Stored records
/---
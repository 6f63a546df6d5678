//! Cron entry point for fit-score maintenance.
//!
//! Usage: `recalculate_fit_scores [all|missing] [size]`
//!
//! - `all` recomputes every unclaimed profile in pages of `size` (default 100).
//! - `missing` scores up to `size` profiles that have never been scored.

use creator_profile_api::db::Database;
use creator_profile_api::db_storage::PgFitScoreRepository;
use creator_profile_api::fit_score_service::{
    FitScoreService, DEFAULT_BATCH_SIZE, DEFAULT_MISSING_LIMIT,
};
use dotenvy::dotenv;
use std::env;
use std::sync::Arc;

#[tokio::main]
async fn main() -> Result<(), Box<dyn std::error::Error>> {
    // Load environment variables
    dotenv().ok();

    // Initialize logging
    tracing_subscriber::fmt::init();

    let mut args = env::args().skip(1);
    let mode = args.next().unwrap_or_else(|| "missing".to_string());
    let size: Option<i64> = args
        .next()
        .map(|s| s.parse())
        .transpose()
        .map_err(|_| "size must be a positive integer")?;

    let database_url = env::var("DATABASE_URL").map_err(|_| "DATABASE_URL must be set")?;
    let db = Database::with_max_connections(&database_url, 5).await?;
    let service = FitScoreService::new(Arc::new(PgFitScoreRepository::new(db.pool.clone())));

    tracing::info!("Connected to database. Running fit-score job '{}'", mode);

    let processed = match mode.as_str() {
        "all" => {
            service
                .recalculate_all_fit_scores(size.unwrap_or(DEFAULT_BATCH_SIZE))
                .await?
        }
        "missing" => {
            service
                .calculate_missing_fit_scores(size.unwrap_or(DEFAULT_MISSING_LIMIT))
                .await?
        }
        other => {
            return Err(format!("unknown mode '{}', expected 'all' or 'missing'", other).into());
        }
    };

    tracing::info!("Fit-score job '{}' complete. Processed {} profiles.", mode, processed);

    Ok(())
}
\---
/---
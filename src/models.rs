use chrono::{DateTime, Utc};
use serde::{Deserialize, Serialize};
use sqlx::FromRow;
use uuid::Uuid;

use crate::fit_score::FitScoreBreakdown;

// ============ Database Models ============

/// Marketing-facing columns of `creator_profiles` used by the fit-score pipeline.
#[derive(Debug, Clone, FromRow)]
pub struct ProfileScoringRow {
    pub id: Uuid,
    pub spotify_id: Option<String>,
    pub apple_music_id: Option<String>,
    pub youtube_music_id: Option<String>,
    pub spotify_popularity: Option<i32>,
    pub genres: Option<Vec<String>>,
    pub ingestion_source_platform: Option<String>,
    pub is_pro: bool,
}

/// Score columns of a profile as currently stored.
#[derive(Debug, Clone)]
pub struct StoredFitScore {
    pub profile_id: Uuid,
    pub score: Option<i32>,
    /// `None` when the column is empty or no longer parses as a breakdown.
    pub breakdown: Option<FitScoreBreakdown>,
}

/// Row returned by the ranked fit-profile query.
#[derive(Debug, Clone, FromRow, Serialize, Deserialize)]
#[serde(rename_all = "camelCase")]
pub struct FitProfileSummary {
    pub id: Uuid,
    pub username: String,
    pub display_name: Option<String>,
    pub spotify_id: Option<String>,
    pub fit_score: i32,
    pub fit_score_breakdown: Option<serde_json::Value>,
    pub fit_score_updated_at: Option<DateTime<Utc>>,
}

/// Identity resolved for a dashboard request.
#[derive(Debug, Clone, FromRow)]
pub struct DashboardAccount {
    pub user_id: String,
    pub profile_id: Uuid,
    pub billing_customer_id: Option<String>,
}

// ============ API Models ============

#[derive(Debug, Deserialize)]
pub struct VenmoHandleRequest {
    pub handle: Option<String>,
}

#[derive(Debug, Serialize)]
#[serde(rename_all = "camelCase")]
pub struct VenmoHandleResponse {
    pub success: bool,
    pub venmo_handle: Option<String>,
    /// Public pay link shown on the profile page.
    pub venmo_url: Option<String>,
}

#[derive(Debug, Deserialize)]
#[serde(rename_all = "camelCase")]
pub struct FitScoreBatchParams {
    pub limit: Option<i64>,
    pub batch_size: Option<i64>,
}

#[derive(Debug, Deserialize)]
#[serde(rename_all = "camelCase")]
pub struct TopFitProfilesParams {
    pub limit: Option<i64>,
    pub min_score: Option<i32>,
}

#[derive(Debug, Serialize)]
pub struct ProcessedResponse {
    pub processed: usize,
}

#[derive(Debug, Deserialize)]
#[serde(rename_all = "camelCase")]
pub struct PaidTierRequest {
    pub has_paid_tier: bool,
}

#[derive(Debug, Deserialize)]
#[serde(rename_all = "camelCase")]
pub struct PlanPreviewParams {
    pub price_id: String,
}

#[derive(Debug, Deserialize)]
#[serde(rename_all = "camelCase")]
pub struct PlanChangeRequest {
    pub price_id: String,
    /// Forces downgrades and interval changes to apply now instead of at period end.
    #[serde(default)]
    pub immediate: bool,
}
\---
Requirement: Among the entries above, copy exactly only the lines starting with the one containing "repository 6f63a546df6d5678" and going through the one containing "use creator_profile_api::db_storage::PgFitScoreRepository;", both ends included.

Reply to the task:
repository 6f63a546df6d5678
//! Cron entry point for fit-score maintenance.
//!
//! Usage: `recalculate_fit_scores [all|missing] [size]`
//!
//! - `all` recomputes every unclaimed profile in pages of `size` (default 100).
//! - `missing` scores up to `size` profiles that have never been scored.

use creator_profile_api::db::Database;
use creator_profile_api::db_storage::PgFitScoreRepository;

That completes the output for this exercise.